====== Material to process ======

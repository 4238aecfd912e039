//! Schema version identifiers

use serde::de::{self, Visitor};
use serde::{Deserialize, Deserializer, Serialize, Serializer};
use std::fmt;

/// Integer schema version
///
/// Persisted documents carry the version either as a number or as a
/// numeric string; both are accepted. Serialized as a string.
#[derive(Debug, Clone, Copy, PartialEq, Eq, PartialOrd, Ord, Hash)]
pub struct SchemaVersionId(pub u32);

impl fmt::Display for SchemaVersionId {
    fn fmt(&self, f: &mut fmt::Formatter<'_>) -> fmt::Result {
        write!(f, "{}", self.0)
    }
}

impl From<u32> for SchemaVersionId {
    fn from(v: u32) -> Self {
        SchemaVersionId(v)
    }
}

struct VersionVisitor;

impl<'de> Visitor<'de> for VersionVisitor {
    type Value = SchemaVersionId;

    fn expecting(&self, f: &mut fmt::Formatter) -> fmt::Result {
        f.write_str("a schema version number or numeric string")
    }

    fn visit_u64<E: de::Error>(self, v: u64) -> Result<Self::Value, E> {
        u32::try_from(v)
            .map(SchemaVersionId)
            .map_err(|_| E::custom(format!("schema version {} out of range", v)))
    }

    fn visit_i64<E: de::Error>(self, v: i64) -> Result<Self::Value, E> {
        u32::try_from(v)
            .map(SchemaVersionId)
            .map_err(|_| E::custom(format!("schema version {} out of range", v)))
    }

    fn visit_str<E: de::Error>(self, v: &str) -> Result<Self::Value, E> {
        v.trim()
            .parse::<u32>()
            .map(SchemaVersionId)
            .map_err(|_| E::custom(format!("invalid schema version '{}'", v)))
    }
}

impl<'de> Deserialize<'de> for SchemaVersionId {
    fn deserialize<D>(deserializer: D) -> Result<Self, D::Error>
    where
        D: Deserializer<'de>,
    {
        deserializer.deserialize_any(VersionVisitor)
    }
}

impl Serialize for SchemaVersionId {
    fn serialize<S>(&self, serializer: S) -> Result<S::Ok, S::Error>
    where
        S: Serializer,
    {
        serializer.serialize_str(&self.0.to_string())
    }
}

======

(Problem): A count is needed of the lines in the entries that contain "VersionVisitor". Supply only that number.

(Exercise solution): 3